• _Input_

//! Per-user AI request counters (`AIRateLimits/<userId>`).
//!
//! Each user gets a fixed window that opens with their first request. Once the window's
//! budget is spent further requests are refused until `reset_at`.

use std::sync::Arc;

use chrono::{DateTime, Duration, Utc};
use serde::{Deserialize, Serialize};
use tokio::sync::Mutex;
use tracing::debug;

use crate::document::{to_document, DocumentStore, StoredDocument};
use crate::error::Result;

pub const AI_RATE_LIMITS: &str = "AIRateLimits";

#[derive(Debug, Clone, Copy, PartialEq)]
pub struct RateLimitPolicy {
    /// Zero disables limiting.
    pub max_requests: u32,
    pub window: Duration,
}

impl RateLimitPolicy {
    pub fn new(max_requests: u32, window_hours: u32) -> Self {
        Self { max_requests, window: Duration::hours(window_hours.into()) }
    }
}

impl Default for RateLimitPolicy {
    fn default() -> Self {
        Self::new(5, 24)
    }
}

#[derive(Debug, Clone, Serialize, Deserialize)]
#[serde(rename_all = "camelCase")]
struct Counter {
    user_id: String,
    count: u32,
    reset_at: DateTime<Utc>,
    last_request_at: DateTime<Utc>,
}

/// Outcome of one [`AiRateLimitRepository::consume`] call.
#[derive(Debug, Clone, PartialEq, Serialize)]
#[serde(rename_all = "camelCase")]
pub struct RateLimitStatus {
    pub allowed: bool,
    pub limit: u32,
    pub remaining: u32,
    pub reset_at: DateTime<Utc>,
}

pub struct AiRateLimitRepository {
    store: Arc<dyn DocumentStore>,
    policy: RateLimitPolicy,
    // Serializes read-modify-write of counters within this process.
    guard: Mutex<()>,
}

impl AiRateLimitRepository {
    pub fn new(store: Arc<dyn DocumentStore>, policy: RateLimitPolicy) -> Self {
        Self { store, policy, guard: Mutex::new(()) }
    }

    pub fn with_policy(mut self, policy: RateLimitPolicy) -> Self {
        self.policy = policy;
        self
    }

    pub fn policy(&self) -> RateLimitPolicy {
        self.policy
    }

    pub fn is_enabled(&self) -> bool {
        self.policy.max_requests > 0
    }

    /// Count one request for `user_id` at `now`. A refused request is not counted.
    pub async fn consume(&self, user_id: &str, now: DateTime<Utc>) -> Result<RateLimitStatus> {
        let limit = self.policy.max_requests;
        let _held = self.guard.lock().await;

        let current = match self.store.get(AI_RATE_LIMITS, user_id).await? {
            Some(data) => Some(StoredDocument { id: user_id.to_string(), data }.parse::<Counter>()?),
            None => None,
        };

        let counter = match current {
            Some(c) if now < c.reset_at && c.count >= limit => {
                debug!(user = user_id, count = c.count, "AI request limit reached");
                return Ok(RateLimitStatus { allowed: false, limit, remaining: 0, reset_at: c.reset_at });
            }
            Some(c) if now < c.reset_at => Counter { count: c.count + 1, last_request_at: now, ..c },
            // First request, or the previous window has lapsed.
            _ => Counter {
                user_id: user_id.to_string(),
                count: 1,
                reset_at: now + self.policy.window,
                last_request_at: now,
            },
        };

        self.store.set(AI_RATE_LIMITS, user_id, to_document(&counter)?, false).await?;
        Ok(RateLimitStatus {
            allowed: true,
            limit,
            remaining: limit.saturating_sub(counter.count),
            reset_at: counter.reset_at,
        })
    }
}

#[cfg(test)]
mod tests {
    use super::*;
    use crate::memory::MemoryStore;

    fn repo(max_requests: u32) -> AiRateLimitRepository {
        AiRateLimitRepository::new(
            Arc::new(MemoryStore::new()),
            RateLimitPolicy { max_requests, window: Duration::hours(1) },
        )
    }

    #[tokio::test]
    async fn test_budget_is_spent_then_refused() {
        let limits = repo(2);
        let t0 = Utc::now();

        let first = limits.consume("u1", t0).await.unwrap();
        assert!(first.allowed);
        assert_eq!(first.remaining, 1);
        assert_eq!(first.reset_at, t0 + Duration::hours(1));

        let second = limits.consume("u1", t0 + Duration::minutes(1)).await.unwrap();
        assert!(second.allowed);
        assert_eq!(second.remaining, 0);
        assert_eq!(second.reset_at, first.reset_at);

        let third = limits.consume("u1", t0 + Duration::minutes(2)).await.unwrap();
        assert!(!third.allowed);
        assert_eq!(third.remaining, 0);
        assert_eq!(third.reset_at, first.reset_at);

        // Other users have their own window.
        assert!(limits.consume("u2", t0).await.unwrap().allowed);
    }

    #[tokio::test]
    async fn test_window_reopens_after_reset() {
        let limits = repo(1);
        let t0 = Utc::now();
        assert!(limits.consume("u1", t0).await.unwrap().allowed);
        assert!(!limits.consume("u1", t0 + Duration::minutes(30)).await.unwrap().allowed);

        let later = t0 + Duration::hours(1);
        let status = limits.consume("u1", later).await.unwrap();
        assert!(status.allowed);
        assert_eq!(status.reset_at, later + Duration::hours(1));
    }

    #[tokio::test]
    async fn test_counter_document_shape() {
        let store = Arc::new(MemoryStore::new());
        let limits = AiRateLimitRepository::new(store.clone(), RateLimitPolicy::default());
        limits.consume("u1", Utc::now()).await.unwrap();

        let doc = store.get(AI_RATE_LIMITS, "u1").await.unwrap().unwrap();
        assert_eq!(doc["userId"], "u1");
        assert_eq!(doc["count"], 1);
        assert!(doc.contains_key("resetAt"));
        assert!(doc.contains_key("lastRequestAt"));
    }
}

• _Activity_
Write out every entry again so that each line matches the original exactly.

• _Solution to the problem_
//! Per-user AI request counters (`AIRateLimits/<userId>`).
//!
//! Each user gets a fixed window that opens with their first request. Once the window's
//! budget is spent further requests are refused until `reset_at`.

use std::sync::Arc;

use chrono::{DateTime, Duration, Utc};
use serde::{Deserialize, Serialize};
use tokio::sync::Mutex;
use tracing::debug;

use crate::document::{to_document, DocumentStore, StoredDocument};
use crate::error::Result;

pub const AI_RATE_LIMITS: &str = "AIRateLimits";

#[derive(Debug, Clone, Copy, PartialEq)]
pub struct RateLimitPolicy {
    /// Zero disables limiting.
    pub max_requests: u32,
    pub window: Duration,
}

impl RateLimitPolicy {
    pub fn new(max_requests: u32, window_hours: u32) -> Self {
        Self { max_requests, window: Duration::hours(window_hours.into()) }
    }
}

impl Default for RateLimitPolicy {
    fn default() -> Self {
        Self::new(5, 24)
    }
}

#[derive(Debug, Clone, Serialize, Deserialize)]
#[serde(rename_all = "camelCase")]
struct Counter {
    user_id: String,
    count: u32,
    reset_at: DateTime<Utc>,
    last_request_at: DateTime<Utc>,
}

/// Outcome of one [`AiRateLimitRepository::consume`] call.
#[derive(Debug, Clone, PartialEq, Serialize)]
#[serde(rename_all = "camelCase")]
pub struct RateLimitStatus {
    pub allowed: bool,
    pub limit: u32,
    pub remaining: u32,
    pub reset_at: DateTime<Utc>,
}

pub struct AiRateLimitRepository {
    store: Arc<dyn DocumentStore>,
    policy: RateLimitPolicy,
    // Serializes read-modify-write of counters within this process.
    guard: Mutex<()>,
}

impl AiRateLimitRepository {
    pub fn new(store: Arc<dyn DocumentStore>, policy: RateLimitPolicy) -> Self {
        Self { store, policy, guard: Mutex::new(()) }
    }

    pub fn with_policy(mut self, policy: RateLimitPolicy) -> Self {
        self.policy = policy;
        self
    }

    pub fn policy(&self) -> RateLimitPolicy {
        self.policy
    }

    pub fn is_enabled(&self) -> bool {
        self.policy.max_requests > 0
    }

    /// Count one request for `user_id` at `now`. A refused request is not counted.
    pub async fn consume(&self, user_id: &str, now: DateTime<Utc>) -> Result<RateLimitStatus> {
        let limit = self.policy.max_requests;
        let _held = self.guard.lock().await;

        let current = match self.store.get(AI_RATE_LIMITS, user_id).await? {
            Some(data) => Some(StoredDocument { id: user_id.to_string(), data }.parse::<Counter>()?),
            None => None,
        };

        let counter = match current {
            Some(c) if now < c.reset_at && c.count >= limit => {
                debug!(user = user_id, count = c.count, "AI request limit reached");
                return Ok(RateLimitStatus { allowed: false, limit, remaining: 0, reset_at: c.reset_at });
            }
            Some(c) if now < c.reset_at => Counter { count: c.count + 1, last_request_at: now, ..c },
            // First request, or the previous window has lapsed.
            _ => Counter {
                user_id: user_id.to_string(),
                count: 1,
                reset_at: now + self.policy.window,
                last_request_at: now,
            },
        };

        self.store.set(AI_RATE_LIMITS, user_id, to_document(&counter)?, false).await?;
        Ok(RateLimitStatus {
            allowed: true,
            limit,
            remaining: limit.saturating_sub(counter.count),
            reset_at: counter.reset_at,
        })
    }
}

#[cfg(test)]
mod tests {
    use super::*;
    use crate::memory::MemoryStore;

    fn repo(max_requests: u32) -> AiRateLimitRepository {
        AiRateLimitRepository::new(
            Arc::new(MemoryStore::new()),
            RateLimitPolicy { max_requests, window: Duration::hours(1) },
        )
    }

    #[tokio::test]
    async fn test_budget_is_spent_then_refused() {
        let limits = repo(2);
        let t0 = Utc::now();

        let first = limits.consume("u1", t0).await.unwrap();
        assert!(first.allowed);
        assert_eq!(first.remaining, 1);
        assert_eq!(first.reset_at, t0 + Duration::hours(1));

        let second = limits.consume("u1", t0 + Duration::minutes(1)).await.unwrap();
        assert!(second.allowed);
        assert_eq!(second.remaining, 0);
        assert_eq!(second.reset_at, first.reset_at);

        let third = limits.consume("u1", t0 + Duration::minutes(2)).await.unwrap();
        assert!(!third.allowed);
        assert_eq!(third.remaining, 0);
        assert_eq!(third.reset_at, first.reset_at);

        // Other users have their own window.
        assert!(limits.consume("u2", t0).await.unwrap().allowed);
    }

    #[tokio::test]
    async fn test_window_reopens_after_reset() {
        let limits = repo(1);
        let t0 = Utc::now();
        assert!(limits.consume("u1", t0).await.unwrap().allowed);
        assert!(!limits.consume("u1", t0 + Duration::minutes(30)).await.unwrap().allowed);

        let later = t0 + Duration::hours(1);
        let status = limits.consume("u1", later).await.unwrap();
        assert!(status.allowed);
        assert_eq!(status.reset_at, later + Duration::hours(1));
    }

    #[tokio::test]
    async fn test_counter_document_shape() {
        let store = Arc::new(MemoryStore::new());
        let limits = AiRateLimitRepository::new(store.clone(), RateLimitPolicy::default());
        limits.consume("u1", Utc::now()).await.unwrap();

        let doc = store.get(AI_RATE_LIMITS, "u1").await.unwrap().unwrap();
        assert_eq!(doc["userId"], "u1");
        assert_eq!(doc["count"], 1);
        assert!(doc.contains_key("resetAt"));
        assert!(doc.contains_key("lastRequestAt"));
    }
}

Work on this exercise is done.